All that I am lacking is a compelling narrative. I am going to borrow a story.


The captain of the boat was your typical Aussie – stone crazy. He build is boat piece by piece, and sails it around Southeast Asia with his much younger girlfriend and a cargo of god-knows-what. (From scallops for Australia to booze for drier parts of Indonesia, this man is an example to seafaring capitalists everywhere.)


But, as inevitably happens with people of this persuasion, we ended up playing “the weirdest thing I have ever eaten”. I am pretty good at this game. As longtime readers know, I am completely kamikaze about what I will put in my mouth.


He opened a story about spending a season castrating camels in Australia and feeling wasteful about “throwing away all that good meat.” I countered with days-old undercooked sheep brain in Mauritania. He moved on to the large maggots that tasted like ham-and-egg hotpockets when cooked (“not to be recommended raw though mate.”) I busted out fried termites and caterpillar-in-oil sandwiches in Burkina. He swung back with garlic and chili cicadas at his brother’s marriage into a headhunter tribe in Boreno. I whipped out live ants in Thailand. He was starting to sweat a bit and I thought I might have him on the ropes. I was running low, but I still had dog and monkey so I wasn’t worried…

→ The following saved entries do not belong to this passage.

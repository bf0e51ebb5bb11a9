// src/services/metadata.rs

//! Meta tag extraction from announcement detail pages.

use std::sync::Arc;

use scraper::Html;

use crate::error::Result;
use crate::models::MetaTag;
use crate::services::RateLimitedFetcher;
use crate::utils::parse_selector;

/// Extracts descriptive meta tags from a fetched page.
///
/// Stateless apart from the shared fetcher; safe to call concurrently for
/// different URLs.
pub struct MetadataExtractor {
    fetcher: Arc<RateLimitedFetcher>,
}

impl MetadataExtractor {
    /// Create a new extractor delegating fetches to the given fetcher.
    pub fn new(fetcher: Arc<RateLimitedFetcher>) -> Self {
        Self { fetcher }
    }

    /// Fetch a page and collect its meta tags. Fetch errors propagate
    /// unchanged.
    pub async fn extract(&self, url: &str) -> Result<Vec<MetaTag>> {
        let body = self.fetcher.fetch(url).await?;
        collect_meta_tags(&body)
    }
}

/// Collect name/content pairs from every `meta` element in the document.
///
/// The `name` attribute wins; `property` is the fallback for Open Graph
/// style tags. Elements carrying neither are dropped.
fn collect_meta_tags(html: &str) -> Result<Vec<MetaTag>> {
    let document = Html::parse_document(html);
    let meta_sel = parse_selector("meta")?;

    let mut tags = Vec::new();
    for element in document.select(&meta_sel) {
        let value = element.value();
        let Some(name) = value.attr("name").or_else(|| value.attr("property")) else {
            continue;
        };
        tags.push(MetaTag {
            name: name.to_string(),
            content: value.attr("content").unwrap_or("").to_string(),
        });
    }
    Ok(tags)
}

#[cfg(test)]
mod tests {
    use super::*;

    const PAGE: &str = r#"<!doctype html><html><head>
        <meta charset="utf-8">
        <meta name="description" content="Ein Vorfall in Mitte">
        <meta property="og:title" content="Polizeimeldung">
        <meta content="orphan">
        <meta name="empty">
        </head><body>ok</body></html>"#;

    #[test]
    fn collects_name_and_property_tags() {
        let tags = collect_meta_tags(PAGE).unwrap();

        assert!(tags.iter().any(|t| t.name == "description" && t.content == "Ein Vorfall in Mitte"));
        assert!(tags.iter().any(|t| t.name == "og:title" && t.content == "Polizeimeldung"));
    }

    #[test]
    fn suppresses_elements_without_name_or_property() {
        let tags = collect_meta_tags(PAGE).unwrap();
        assert!(tags.iter().all(|t| !t.name.is_empty()));
        assert!(tags.iter().all(|t| t.content != "orphan"));
    }

    #[test]
    fn missing_content_becomes_empty_string() {
        let tags = collect_meta_tags(PAGE).unwrap();
        let empty = tags.iter().find(|t| t.name == "empty").unwrap();
        assert_eq!(empty.content, "");
    }

    #[test]
    fn tolerates_malformed_markup() {
        let tags = collect_meta_tags("<html><head><meta name=\"a\" content=\"b\"><div>").unwrap();
        assert_eq!(tags.len(), 1);
    }
}
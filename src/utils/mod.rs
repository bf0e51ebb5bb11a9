//! Utility functions and helpers.

use scraper::Selector;
use url::Url;

use crate::error::{AppError, Result};

/// Resolve a potentially relative URL against a base URL.
pub fn resolve_url(base: &Url, href: &str) -> String {
    base.join(href)
        .map(|u| u.to_string())
        .unwrap_or_else(|_| href.to_string())
}

/// Parse a CSS selector string.
pub fn parse_selector(s: &str) -> Result<Selector> {
    Selector::parse(s).map_err(|e| AppError::selector(s, format!("{e:?}")))
}

/// Collapse runs of whitespace into single spaces and trim the ends.
pub fn normalize_whitespace(s: &str) -> String {
    s.split_whitespace().collect::<Vec<_>>().join(" ")
}
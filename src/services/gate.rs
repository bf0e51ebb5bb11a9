// src/services/gate.rs

//! Duplicate detection for harvested records.

use std::sync::Arc;

use crate::models::Record;
use crate::storage::RecordStore;

/// Decides whether a candidate record already exists.
///
/// The current pass's accepted batch is checked first, saving a store
/// round-trip for entries the listing shows twice. An ambiguous store
/// answer counts as a duplicate; the unique index is the final authority.
pub struct DuplicateGate {
    store: Arc<dyn RecordStore>,
}

impl DuplicateGate {
    /// Create a gate backed by the given store.
    pub fn new(store: Arc<dyn RecordStore>) -> Self {
        Self { store }
    }

    /// Check the in-flight batch, then the store, for the candidate's
    /// fingerprint.
    pub async fn is_duplicate(&self, candidate: &Record, batch: &[Record]) -> bool {
        if batch.iter().any(|r| r.fingerprint == candidate.fingerprint) {
            return true;
        }

        match self.store.find_by_fingerprint(&candidate.fingerprint).await {
            Ok(None) => false,
            Ok(Some(_)) => true,
            Err(e) => {
                log::warn!(
                    "Duplicate check for {} hit a store error, treating as duplicate: {}",
                    candidate.fingerprint,
                    e
                );
                true
            }
        }
    }
}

It started innocuously enough with kangaroo tripe – which is cooked without washing the “semi-digested crap” out of it and doesn’t smell good. On the plus side though, it can be whipped up in only a few minutes while it takes two hours to cook a full kangaroo. Okay. Then he started talking about how they actually cook said kangaroo. The tail is cut off for later, and the stomach you had already taken out through a small incision because, see previous story, you were starving. Then the right of the kangaroo hunter begins. The hunter has earned the right to drink the blood of the kangaroo. The carcass isn’t drained of blood before it is put on the coals, so the blood gets hot and pressurized as it cooks. When it is done, the hunter puts a slit just below the ribs and drinks the stream of steaming kangaroo blood, which, in the true spirit of too much information, congeals immediately into “a really fresh like blood pudding.”

I picked up my ball and went home. The jaws of everyone onboard just dropped to the deck. The vegetarian weaved unsteadily. This guy was King.